Stored data
_____
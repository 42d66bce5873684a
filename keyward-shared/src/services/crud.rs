/// Generic create/read/update/delete over any [`Record`]
///
/// Each function opens its own transaction and commits it before returning,
/// so every mutation is atomic. Entity services layer validation and
/// relationship checks on top; the functions here only know about rows and
/// tombstones.

use chrono::Utc;
use tracing::{debug, info};
use uuid::Uuid;

use crate::db::filter::Filter;
use crate::db::record::Record;
use crate::db::store::{Store, Transaction};
use crate::error::{CoreError, CoreResult};
use crate::soft_delete::tombstone;

/// Persists a freshly built record
pub async fn create<S: Store, R: Record>(store: &S, record: R) -> CoreResult<R> {
    let mut tx = store.begin().await?;
    let created = tx.insert(&record).await?;
    tx.commit().await?;

    info!(entity = %R::KIND, id = %created.id(), "Created");
    Ok(created)
}

/// Live record by id
pub async fn get<S: Store, R: Record>(store: &S, id: Uuid) -> CoreResult<R> {
    let mut tx = store.begin().await?;
    tx.fetch::<R>(id)
        .await?
        .ok_or_else(|| CoreError::not_found(R::KIND, id))
}

/// Record by id, tombstoned or not
pub async fn history<S: Store, R: Record>(store: &S, id: Uuid) -> CoreResult<R> {
    let mut tx = store.begin().await?;
    tx.select_one::<R>(&Filter::with_deleted().eq(R::ID_COLUMN, id))
        .await?
        .ok_or_else(|| CoreError::not_found(R::KIND, id))
}

/// Records matching `filter`, oldest first
pub async fn list<S: Store, R: Record>(store: &S, filter: &Filter) -> CoreResult<Vec<R>> {
    let mut tx = store.begin().await?;
    let records = tx.select::<R>(filter).await?;
    debug!(entity = %R::KIND, count = records.len(), "Listed");
    Ok(records)
}

/// Locks the live record `id`, applies `change` and writes it back
pub async fn update_with<S, R, F>(store: &S, id: Uuid, change: F) -> CoreResult<R>
where
    S: Store,
    R: Record,
    F: FnOnce(&mut R) + Send,
{
    let mut tx = store.begin().await?;
    let mut record = tx
        .fetch_for_update::<R>(id)
        .await?
        .ok_or_else(|| CoreError::not_found(R::KIND, id))?;

    change(&mut record);
    record.set_updated_at(Utc::now());

    let updated = tx
        .update(&record)
        .await?
        .ok_or_else(|| CoreError::not_found(R::KIND, id))?;
    tx.commit().await?;

    info!(entity = %R::KIND, id = %id, "Updated");
    Ok(updated)
}

/// Soft-deletes the live record `id`
pub async fn delete<S: Store, R: Record>(store: &S, id: Uuid) -> CoreResult<R> {
    let mut tx = store.begin().await?;
    let deleted = tombstone::<R, _>(&mut tx, id).await?;
    tx.commit().await?;

    info!(entity = %R::KIND, id = %id, "Deleted");
    Ok(deleted)
}
/// Role and permission endpoints
///
/// Roles and permissions form one shared catalogue across developers.
///
/// # Endpoints
///
/// - `POST|GET /v1/roles`, `GET|PUT|DELETE /v1/roles/:id`
/// - `POST|GET /v1/roles/:id/permissions` - Grant / list grants
/// - `DELETE /v1/role-permissions/:id` - Revoke a grant
/// - `POST|GET /v1/permissions`, `GET|PUT|DELETE /v1/permissions/:id`

use super::{created, ok, Reply};
use crate::{
    app::AppState,
    error::ApiResult,
    extract::{Body, PathParams},
};
use axum::extract::State;
use keyward_shared::{
    db::store::Store,
    envelope::Envelope,
    models::{
        permission::{NewPermission, PermissionChanges},
        role::{NewRole, RoleChanges},
        view::Audience,
    },
};
use serde::Deserialize;
use uuid::Uuid;

/// Permission grant request
#[derive(Debug, Deserialize)]
pub struct GrantPermissionRequest {
    pub permission_id: Uuid,
}

pub async fn create_role<S: Store>(
    State(state): State<AppState<S>>,
    Body(input): Body<NewRole>,
) -> ApiResult<Reply> {
    let role = state.services.access.create_role(input).await?;
    Ok(created(Envelope::entity(&role, Audience::Admin)))
}

pub async fn list_roles<S: Store>(State(state): State<AppState<S>>) -> ApiResult<Reply> {
    let roles = state.services.access.list_roles().await?;
    Ok(ok(Envelope::list(&roles, Audience::Admin)))
}

pub async fn get_role<S: Store>(
    State(state): State<AppState<S>>,
    PathParams(id): PathParams<Uuid>,
) -> ApiResult<Reply> {
    let role = state.services.access.get_role(id).await?;
    Ok(ok(Envelope::entity(&role, Audience::Admin)))
}

pub async fn update_role<S: Store>(
    State(state): State<AppState<S>>,
    PathParams(id): PathParams<Uuid>,
    Body(changes): Body<RoleChanges>,
) -> ApiResult<Reply> {
    let role = state.services.access.update_role(id, changes).await?;
    Ok(ok(Envelope::entity(&role, Audience::Admin)))
}

/// Soft-delete a role; users holding it lose its permissions at once
pub async fn delete_role<S: Store>(
    State(state): State<AppState<S>>,
    PathParams(id): PathParams<Uuid>,
) -> ApiResult<Reply> {
    let role = state.services.access.delete_role(id).await?;
    Ok(ok(Envelope::entity(&role, Audience::Admin).with_message("Role deleted")))
}

/// Grant a permission to a role; idempotent
pub async fn grant_permission<S: Store>(
    State(state): State<AppState<S>>,
    PathParams(id): PathParams<Uuid>,
    Body(request): Body<GrantPermissionRequest>,
) -> ApiResult<Reply> {
    let grant = state
        .services
        .access
        .grant_permission(id, request.permission_id)
        .await?;
    Ok(created(Envelope::entity(&grant, Audience::Admin)))
}

pub async fn role_permissions<S: Store>(
    State(state): State<AppState<S>>,
    PathParams(id): PathParams<Uuid>,
) -> ApiResult<Reply> {
    state.services.access.get_role(id).await?;
    let grants = state.services.access.role_permissions(id).await?;
    Ok(ok(Envelope::list(&grants, Audience::Admin)))
}

pub async fn revoke_permission<S: Store>(
    State(state): State<AppState<S>>,
    PathParams(id): PathParams<Uuid>,
) -> ApiResult<Reply> {
    let grant = state.services.access.revoke_permission(id).await?;
    Ok(ok(
        Envelope::entity(&grant, Audience::Admin).with_message("Permission revoked"),
    ))
}

pub async fn create_permission<S: Store>(
    State(state): State<AppState<S>>,
    Body(input): Body<NewPermission>,
) -> ApiResult<Reply> {
    let permission = state.services.access.create_permission(input).await?;
    Ok(created(Envelope::entity(&permission, Audience::Admin)))
}

pub async fn list_permissions<S: Store>(State(state): State<AppState<S>>) -> ApiResult<Reply> {
    let permissions = state.services.access.list_permissions().await?;
    Ok(ok(Envelope::list(&permissions, Audience::Admin)))
}

pub async fn get_permission<S: Store>(
    State(state): State<AppState<S>>,
    PathParams(id): PathParams<Uuid>,
) -> ApiResult<Reply> {
    let permission = state.services.access.get_permission(id).await?;
    Ok(ok(Envelope::entity(&permission, Audience::Admin)))
}

pub async fn update_permission<S: Store>(
    State(state): State<AppState<S>>,
    PathParams(id): PathParams<Uuid>,
    Body(changes): Body<PermissionChanges>,
) -> ApiResult<Reply> {
    let permission = state.services.access.update_permission(id, changes).await?;
    Ok(ok(Envelope::entity(&permission, Audience::Admin)))
}

pub async fn delete_permission<S: Store>(
    State(state): State<AppState<S>>,
    PathParams(id): PathParams<Uuid>,
) -> ApiResult<Reply> {
    let permission = state.services.access.delete_permission(id).await?;
    Ok(ok(
        Envelope::entity(&permission, Audience::Admin).with_message("Permission deleted"),
    ))
}
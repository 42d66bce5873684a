/// User endpoints
///
/// Users belong to the developer whose token authenticated the request.
/// Another developer's user answers 404, the same as a missing one.
///
/// # Endpoints
///
/// - `POST /v1/users` - Create user
/// - `GET /v1/users` - List the caller's live users
/// - `POST /v1/users/verify-credentials` - Check email/password
/// - `GET|PUT|DELETE /v1/users/:id` - Read, update, soft-delete
/// - `GET|POST|PUT|DELETE /v1/users/:id/profile` - Profile
/// - `GET /v1/users/:id/permissions` - Effective permissions
/// - `GET /v1/users/:id/permissions/:name` - Single permission check
/// - `GET /v1/users/:id/authorize/:name` - Permission gate (403 when missing)
/// - `GET|POST /v1/users/:id/roles` - Granted roles / grant a role
/// - `DELETE /v1/user-roles/:id` - Revoke a role grant

use super::{created, ok, Reply};
use crate::{
    app::AppState,
    error::ApiResult,
    extract::{Body, PathParams},
};
use axum::{extract::State, Extension};
use keyward_shared::{
    auth::middleware::DeveloperContext,
    db::store::Store,
    envelope::Envelope,
    models::{
        user::{NewUser, UserChanges},
        user_profile::{NewUserProfile, UserProfileChanges},
        view::Audience,
    },
};
use serde::Deserialize;
use serde_json::json;
use uuid::Uuid;

/// Credential check request
#[derive(Debug, Deserialize)]
pub struct VerifyCredentialsRequest {
    pub email: String,
    pub password: String,
}

/// Role grant request
#[derive(Debug, Deserialize)]
pub struct AssignRoleRequest {
    pub role_id: Uuid,
}

/// Create user
///
/// ```text
/// POST /v1/users
/// { "email": "ada@example.com", "password": "correct horse", "is_staff": false }
/// ```
///
/// The password is stored as an Argon2id hash and never rendered.
pub async fn create<S: Store>(
    State(state): State<AppState<S>>,
    Extension(ctx): Extension<DeveloperContext>,
    Body(input): Body<NewUser>,
) -> ApiResult<Reply> {
    let user = state.services.users.create(ctx.developer_id(), input).await?;
    Ok(created(Envelope::entity(&user, Audience::Admin)))
}

pub async fn list<S: Store>(
    State(state): State<AppState<S>>,
    Extension(ctx): Extension<DeveloperContext>,
) -> ApiResult<Reply> {
    let users = state.services.users.list_for_developer(ctx.developer_id()).await?;
    Ok(ok(Envelope::list(&users, Audience::Admin)))
}

pub async fn get<S: Store>(
    State(state): State<AppState<S>>,
    Extension(ctx): Extension<DeveloperContext>,
    PathParams(id): PathParams<Uuid>,
) -> ApiResult<Reply> {
    let user = state.services.users.get(ctx.developer_id(), id).await?;
    Ok(ok(Envelope::entity(&user, Audience::Admin)))
}

pub async fn update<S: Store>(
    State(state): State<AppState<S>>,
    Extension(ctx): Extension<DeveloperContext>,
    PathParams(id): PathParams<Uuid>,
    Body(changes): Body<UserChanges>,
) -> ApiResult<Reply> {
    let user = state.services.users.update(ctx.developer_id(), id, changes).await?;
    Ok(ok(Envelope::entity(&user, Audience::Admin)))
}

pub async fn delete<S: Store>(
    State(state): State<AppState<S>>,
    Extension(ctx): Extension<DeveloperContext>,
    PathParams(id): PathParams<Uuid>,
) -> ApiResult<Reply> {
    let user = state.services.users.delete(ctx.developer_id(), id).await?;
    Ok(ok(Envelope::entity(&user, Audience::Admin).with_message("User deleted")))
}

/// Verify user credentials
///
/// Answers 200 with the user when the pair is valid and 404 otherwise. No
/// session is created.
pub async fn verify_credentials<S: Store>(
    State(state): State<AppState<S>>,
    Extension(ctx): Extension<DeveloperContext>,
    Body(request): Body<VerifyCredentialsRequest>,
) -> ApiResult<Reply> {
    let user = state
        .services
        .users
        .verify_credentials(ctx.developer_id(), &request.email, &request.password)
        .await?;
    Ok(ok(
        Envelope::entity(&user, Audience::Public).with_message("Credentials are valid"),
    ))
}

pub async fn get_profile<S: Store>(
    State(state): State<AppState<S>>,
    Extension(ctx): Extension<DeveloperContext>,
    PathParams(id): PathParams<Uuid>,
) -> ApiResult<Reply> {
    let profile = state.services.users.profile(ctx.developer_id(), id).await?;
    Ok(ok(Envelope::entity(&profile, Audience::Admin)))
}

pub async fn create_profile<S: Store>(
    State(state): State<AppState<S>>,
    Extension(ctx): Extension<DeveloperContext>,
    PathParams(id): PathParams<Uuid>,
    Body(input): Body<NewUserProfile>,
) -> ApiResult<Reply> {
    let profile = state
        .services
        .users
        .create_profile(ctx.developer_id(), id, input)
        .await?;
    Ok(created(Envelope::entity(&profile, Audience::Admin)))
}

pub async fn update_profile<S: Store>(
    State(state): State<AppState<S>>,
    Extension(ctx): Extension<DeveloperContext>,
    PathParams(id): PathParams<Uuid>,
    Body(changes): Body<UserProfileChanges>,
) -> ApiResult<Reply> {
    let profile = state
        .services
        .users
        .update_profile(ctx.developer_id(), id, changes)
        .await?;
    Ok(ok(Envelope::entity(&profile, Audience::Admin)))
}

pub async fn delete_profile<S: Store>(
    State(state): State<AppState<S>>,
    Extension(ctx): Extension<DeveloperContext>,
    PathParams(id): PathParams<Uuid>,
) -> ApiResult<Reply> {
    let profile = state.services.users.delete_profile(ctx.developer_id(), id).await?;
    Ok(ok(
        Envelope::entity(&profile, Audience::Admin).with_message("Profile deleted"),
    ))
}

/// Effective permissions of a user
///
/// The union of the permissions of every live role granted to the user,
/// skipping tombstoned grants, roles and permissions.
pub async fn permissions<S: Store>(
    State(state): State<AppState<S>>,
    Extension(ctx): Extension<DeveloperContext>,
    PathParams(id): PathParams<Uuid>,
) -> ApiResult<Reply> {
    state.services.users.get(ctx.developer_id(), id).await?;
    let permissions = state.services.authorizer.effective_permissions(id).await?;
    Ok(ok(Envelope::list(&permissions.permissions(), Audience::Admin)))
}

/// Single permission check
///
/// ```json
/// { "success": true, "permission": { "name": "manage_orgs", "granted": true } }
/// ```
pub async fn has_permission<S: Store>(
    State(state): State<AppState<S>>,
    Extension(ctx): Extension<DeveloperContext>,
    PathParams((id, name)): PathParams<(Uuid, String)>,
) -> ApiResult<Reply> {
    state.services.users.get(ctx.developer_id(), id).await?;
    let granted = state.services.authorizer.has_permission(id, &name).await?;
    Ok(ok(Envelope::ok(
        "permission",
        json!({ "name": name, "granted": granted }),
    )))
}

/// Permission gate for application resources
///
/// 200 when the user holds the permission through a live path, 403 with
/// `Missing permission: <name>` otherwise.
pub async fn authorize<S: Store>(
    State(state): State<AppState<S>>,
    Extension(ctx): Extension<DeveloperContext>,
    PathParams((id, name)): PathParams<(Uuid, String)>,
) -> ApiResult<Reply> {
    state.services.users.get(ctx.developer_id(), id).await?;
    state.services.authorizer.require_permission(id, &name).await?;
    Ok(ok(Envelope::acknowledged("Permission granted")))
}

pub async fn roles<S: Store>(
    State(state): State<AppState<S>>,
    Extension(ctx): Extension<DeveloperContext>,
    PathParams(id): PathParams<Uuid>,
) -> ApiResult<Reply> {
    state.services.users.get(ctx.developer_id(), id).await?;
    let roles = state.services.authorizer.roles_for_user(id).await?;
    Ok(ok(Envelope::list(&roles, Audience::Admin)))
}

/// Grant a role; granting an already-held role returns the existing grant
pub async fn assign_role<S: Store>(
    State(state): State<AppState<S>>,
    Extension(ctx): Extension<DeveloperContext>,
    PathParams(id): PathParams<Uuid>,
    Body(request): Body<AssignRoleRequest>,
) -> ApiResult<Reply> {
    state.services.users.get(ctx.developer_id(), id).await?;
    let grant = state.services.access.assign_role(id, request.role_id).await?;
    Ok(created(Envelope::entity(&grant, Audience::Admin)))
}

pub async fn revoke_role<S: Store>(
    State(state): State<AppState<S>>,
    Extension(ctx): Extension<DeveloperContext>,
    PathParams(id): PathParams<Uuid>,
) -> ApiResult<Reply> {
    let grant = state.services.access.get_user_role(id).await?;
    state.services.users.get(ctx.developer_id(), grant.user_id).await?;
    let revoked = state.services.access.revoke_role(id).await?;
    Ok(ok(
        Envelope::entity(&revoked, Audience::Admin).with_message("Role revoked"),
    ))
}
/// Core operations
///
/// [`Services`] bundles every component around one injected [`Store`].
/// There is no global registry: whoever builds `Services` decides which
/// backend all components share.
///
/// # Example
///
/// ```
/// use keyward_shared::db::memory::MemoryStore;
/// use keyward_shared::models::organization::NewOrganization;
/// use keyward_shared::services::{CoreConfig, Services};
///
/// # #[tokio::main]
/// # async fn main() -> Result<(), Box<dyn std::error::Error>> {
/// let services = Services::new(MemoryStore::new(), CoreConfig::default());
/// let org = services.organizations.create(NewOrganization { name: "Acme".into() }).await?;
/// assert_eq!(services.organizations.get(org.id).await?, org);
/// # Ok(())
/// # }
/// ```

pub mod access;
pub mod crud;
pub mod developers;
pub mod organizations;
pub mod users;

use crate::auth::authorization::Authorizer;
use crate::auth::password::HashParams;
use crate::auth::tokens::{TokenLifecycle, TokenPolicy};
use crate::db::store::Store;

pub use access::Access;
pub use developers::Developers;
pub use organizations::Organizations;
pub use users::Users;

/// Tunables shared by the core components
#[derive(Debug, Clone, Copy, Default)]
pub struct CoreConfig {
    pub token_policy: TokenPolicy,
    pub hash_params: HashParams,
}

/// Every core component, wired to the same store
#[derive(Debug, Clone)]
pub struct Services<S: Store> {
    pub organizations: Organizations<S>,
    pub developers: Developers<S>,
    pub users: Users<S>,
    pub access: Access<S>,
    pub tokens: TokenLifecycle<S>,
    pub authorizer: Authorizer<S>,
    store: S,
}

impl<S: Store> Services<S> {
    pub fn new(store: S, config: CoreConfig) -> Self {
        Self {
            organizations: Organizations::new(store.clone()),
            developers: Developers::new(store.clone(), config.token_policy),
            users: Users::new(store.clone(), config.hash_params),
            access: Access::new(store.clone()),
            tokens: TokenLifecycle::new(store.clone(), config.token_policy),
            authorizer: Authorizer::new(store.clone()),
            store,
        }
    }

    /// The shared store
    pub fn store(&self) -> &S {
        &self.store
    }
}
_____
■ **ASSIGNED TASK**:
All lines above from the one holding "Ok(created)" to the one holding "pub async fn history<S: Store, R: Record>(store: &S, id: Uuid)", inclusive, are to be copied exactly; no other line is wanted.

■ **ANSWER FOR THE TASK**:
    Ok(created)
}

/// Live record by id
pub async fn get<S: Store, R: Record>(store: &S, id: Uuid) -> CoreResult<R> {
    let mut tx = store.begin().await?;
    tx.fetch::<R>(id)
        .await?
        .ok_or_else(|| CoreError::not_found(R::KIND, id))
}

/// Record by id, tombstoned or not
pub async fn history<S: Store, R: Record>(store: &S, id: Uuid) -> CoreResult<R> {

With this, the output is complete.